» **EXERCISE BRIEF**
Please copy out the records that follow, word for word.

**** TASK INPUT ****

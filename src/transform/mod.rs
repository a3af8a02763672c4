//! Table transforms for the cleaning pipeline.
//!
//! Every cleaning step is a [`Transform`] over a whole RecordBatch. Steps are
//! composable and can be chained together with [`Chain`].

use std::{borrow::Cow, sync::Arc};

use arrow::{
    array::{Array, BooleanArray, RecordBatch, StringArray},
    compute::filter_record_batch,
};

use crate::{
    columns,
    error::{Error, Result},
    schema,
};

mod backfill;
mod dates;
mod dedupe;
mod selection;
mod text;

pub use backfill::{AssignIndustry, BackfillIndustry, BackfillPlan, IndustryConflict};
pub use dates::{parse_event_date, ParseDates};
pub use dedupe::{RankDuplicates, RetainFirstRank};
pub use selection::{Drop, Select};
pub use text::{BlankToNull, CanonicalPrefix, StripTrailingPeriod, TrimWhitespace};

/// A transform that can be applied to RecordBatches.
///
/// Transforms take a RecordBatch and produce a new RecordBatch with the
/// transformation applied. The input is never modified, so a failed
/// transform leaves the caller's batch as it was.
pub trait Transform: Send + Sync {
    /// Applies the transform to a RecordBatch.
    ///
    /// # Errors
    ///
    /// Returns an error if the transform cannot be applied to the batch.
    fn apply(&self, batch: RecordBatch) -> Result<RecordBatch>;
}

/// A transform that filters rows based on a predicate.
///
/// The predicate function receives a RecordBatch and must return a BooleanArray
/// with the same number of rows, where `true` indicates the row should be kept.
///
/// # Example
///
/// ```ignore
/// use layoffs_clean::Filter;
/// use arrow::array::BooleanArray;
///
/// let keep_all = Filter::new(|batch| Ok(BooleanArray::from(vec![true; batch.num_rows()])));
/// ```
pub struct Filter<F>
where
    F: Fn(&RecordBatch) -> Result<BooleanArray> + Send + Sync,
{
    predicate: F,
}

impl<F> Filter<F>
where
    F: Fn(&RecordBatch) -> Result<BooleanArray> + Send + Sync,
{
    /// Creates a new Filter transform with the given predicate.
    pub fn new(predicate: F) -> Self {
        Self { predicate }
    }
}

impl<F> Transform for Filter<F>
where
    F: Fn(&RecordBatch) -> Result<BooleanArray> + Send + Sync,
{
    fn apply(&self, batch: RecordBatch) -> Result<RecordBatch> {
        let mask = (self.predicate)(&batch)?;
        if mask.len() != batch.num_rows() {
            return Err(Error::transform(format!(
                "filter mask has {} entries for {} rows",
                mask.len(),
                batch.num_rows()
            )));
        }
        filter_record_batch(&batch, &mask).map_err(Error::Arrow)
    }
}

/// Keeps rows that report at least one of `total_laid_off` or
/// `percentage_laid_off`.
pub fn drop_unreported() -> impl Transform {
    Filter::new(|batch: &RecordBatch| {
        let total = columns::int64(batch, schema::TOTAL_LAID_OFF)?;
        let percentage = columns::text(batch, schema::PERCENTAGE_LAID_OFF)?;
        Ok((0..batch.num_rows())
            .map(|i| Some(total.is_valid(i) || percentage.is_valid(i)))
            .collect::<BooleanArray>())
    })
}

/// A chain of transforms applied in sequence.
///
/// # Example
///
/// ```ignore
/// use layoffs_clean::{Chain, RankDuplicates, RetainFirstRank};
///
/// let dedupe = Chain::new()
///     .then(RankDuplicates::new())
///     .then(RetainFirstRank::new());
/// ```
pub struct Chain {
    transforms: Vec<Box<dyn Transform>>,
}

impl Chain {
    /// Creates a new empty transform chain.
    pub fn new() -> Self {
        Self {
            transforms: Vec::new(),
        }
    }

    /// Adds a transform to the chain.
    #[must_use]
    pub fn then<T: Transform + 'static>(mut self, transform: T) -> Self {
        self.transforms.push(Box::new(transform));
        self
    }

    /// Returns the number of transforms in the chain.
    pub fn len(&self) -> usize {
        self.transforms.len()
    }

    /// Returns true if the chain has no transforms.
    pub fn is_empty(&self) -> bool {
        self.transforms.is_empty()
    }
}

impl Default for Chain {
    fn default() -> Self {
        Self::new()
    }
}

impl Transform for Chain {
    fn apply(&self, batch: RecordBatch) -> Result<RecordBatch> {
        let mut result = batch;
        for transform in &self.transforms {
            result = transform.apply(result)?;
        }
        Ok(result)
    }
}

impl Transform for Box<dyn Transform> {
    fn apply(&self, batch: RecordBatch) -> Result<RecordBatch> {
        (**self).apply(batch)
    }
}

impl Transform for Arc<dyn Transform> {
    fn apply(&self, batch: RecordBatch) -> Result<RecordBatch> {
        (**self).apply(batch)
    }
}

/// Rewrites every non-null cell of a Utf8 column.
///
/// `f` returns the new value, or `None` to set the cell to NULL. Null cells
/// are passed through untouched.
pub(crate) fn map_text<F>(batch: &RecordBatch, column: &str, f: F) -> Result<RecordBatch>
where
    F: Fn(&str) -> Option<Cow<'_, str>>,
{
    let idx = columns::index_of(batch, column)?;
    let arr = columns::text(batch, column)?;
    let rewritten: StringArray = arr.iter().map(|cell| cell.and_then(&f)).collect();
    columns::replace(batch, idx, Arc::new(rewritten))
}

****

» **RESULT OF THE TASK**
filename src/transform/mod.rs
repository a3af8a02763672c4
//! Table transforms for the cleaning pipeline.
//!
//! Every cleaning step is a [`Transform`] over a whole RecordBatch. Steps are
//! composable and can be chained together with [`Chain`].

use std::{borrow::Cow, sync::Arc};

use arrow::{
    array::{Array, BooleanArray, RecordBatch, StringArray},
    compute::filter_record_batch,
};

use crate::{
    columns,
    error::{Error, Result},
    schema,
};

mod backfill;
mod dates;
mod dedupe;
mod selection;
mod text;

pub use backfill::{AssignIndustry, BackfillIndustry, BackfillPlan, IndustryConflict};
pub use dates::{parse_event_date, ParseDates};
pub use dedupe::{RankDuplicates, RetainFirstRank};
pub use selection::{Drop, Select};
pub use text::{BlankToNull, CanonicalPrefix, StripTrailingPeriod, TrimWhitespace};

/// A transform that can be applied to RecordBatches.
///
/// Transforms take a RecordBatch and produce a new RecordBatch with the
/// transformation applied. The input is never modified, so a failed
/// transform leaves the caller's batch as it was.
pub trait Transform: Send + Sync {
    /// Applies the transform to a RecordBatch.
    ///
    /// # Errors
    ///
    /// Returns an error if the transform cannot be applied to the batch.
    fn apply(&self, batch: RecordBatch) -> Result<RecordBatch>;
}

/// A transform that filters rows based on a predicate.
///
/// The predicate function receives a RecordBatch and must return a BooleanArray
/// with the same number of rows, where `true` indicates the row should be kept.
///
/// # Example
///
/// ```ignore
/// use layoffs_clean::Filter;
/// use arrow::array::BooleanArray;
///
/// let keep_all = Filter::new(|batch| Ok(BooleanArray::from(vec![true; batch.num_rows()])));
/// ```
pub struct Filter<F>
where
    F: Fn(&RecordBatch) -> Result<BooleanArray> + Send + Sync,
{
    predicate: F,
}

impl<F> Filter<F>
where
    F: Fn(&RecordBatch) -> Result<BooleanArray> + Send + Sync,
{
    /// Creates a new Filter transform with the given predicate.
    pub fn new(predicate: F) -> Self {
        Self { predicate }
    }
}

impl<F> Transform for Filter<F>
where
    F: Fn(&RecordBatch) -> Result<BooleanArray> + Send + Sync,
{
    fn apply(&self, batch: RecordBatch) -> Result<RecordBatch> {
        let mask = (self.predicate)(&batch)?;
        if mask.len() != batch.num_rows() {
            return Err(Error::transform(format!(
                "filter mask has {} entries for {} rows",
                mask.len(),
                batch.num_rows()
            )));
        }
        filter_record_batch(&batch, &mask).map_err(Error::Arrow)
    }
}

/// Keeps rows that report at least one of `total_laid_off` or
/// `percentage_laid_off`.
pub fn drop_unreported() -> impl Transform {
    Filter::new(|batch: &RecordBatch| {
        let total = columns::int64(batch, schema::TOTAL_LAID_OFF)?;
        let percentage = columns::text(batch, schema::PERCENTAGE_LAID_OFF)?;
        Ok((0..batch.num_rows())
            .map(|i| Some(total.is_valid(i) || percentage.is_valid(i)))
            .collect::<BooleanArray>())
    })
}

/// A chain of transforms applied in sequence.
///
/// # Example
///
/// ```ignore
/// use layoffs_clean::{Chain, RankDuplicates, RetainFirstRank};
///
/// let dedupe = Chain::new()
///     .then(RankDuplicates::new())
///     .then(RetainFirstRank::new());
/// ```
pub struct Chain {
    transforms: Vec<Box<dyn Transform>>,
}

impl Chain {
    /// Creates a new empty transform chain.
    pub fn new() -> Self {
        Self {
            transforms: Vec::new(),
        }
    }

    /// Adds a transform to the chain.
    #[must_use]
    pub fn then<T: Transform + 'static>(mut self, transform: T) -> Self {
        self.transforms.push(Box::new(transform));
        self
    }

    /// Returns the number of transforms in the chain.
    pub fn len(&self) -> usize {
        self.transforms.len()
    }

    /// Returns true if the chain has no transforms.
    pub fn is_empty(&self) -> bool {
        self.transforms.is_empty()
    }
}

impl Default for Chain {
    fn default() -> Self {
        Self::new()
    }
}

impl Transform for Chain {
    fn apply(&self, batch: RecordBatch) -> Result<RecordBatch> {
        let mut result = batch;
        for transform in &self.transforms {
            result = transform.apply(result)?;
        }
        Ok(result)
    }
}

impl Transform for Box<dyn Transform> {
    fn apply(&self, batch: RecordBatch) -> Result<RecordBatch> {
        (**self).apply(batch)
    }
}

impl Transform for Arc<dyn Transform> {
    fn apply(&self, batch: RecordBatch) -> Result<RecordBatch> {
        (**self).apply(batch)
    }
}

/// Rewrites every non-null cell of a Utf8 column.
///
/// `f` returns the new value, or `None` to set the cell to NULL. Null cells
/// are passed through untouched.
pub(crate) fn map_text<F>(batch: &RecordBatch, column: &str, f: F) -> Result<RecordBatch>
where
    F: Fn(&str) -> Option<Cow<'_, str>>,
{
    let idx = columns::index_of(batch, column)?;
    let arr = columns::text(batch, column)?;
    let rewritten: StringArray = arr.iter().map(|cell| cell.and_then(&f)).collect();
    columns::replace(batch, idx, Arc::new(rewritten))
}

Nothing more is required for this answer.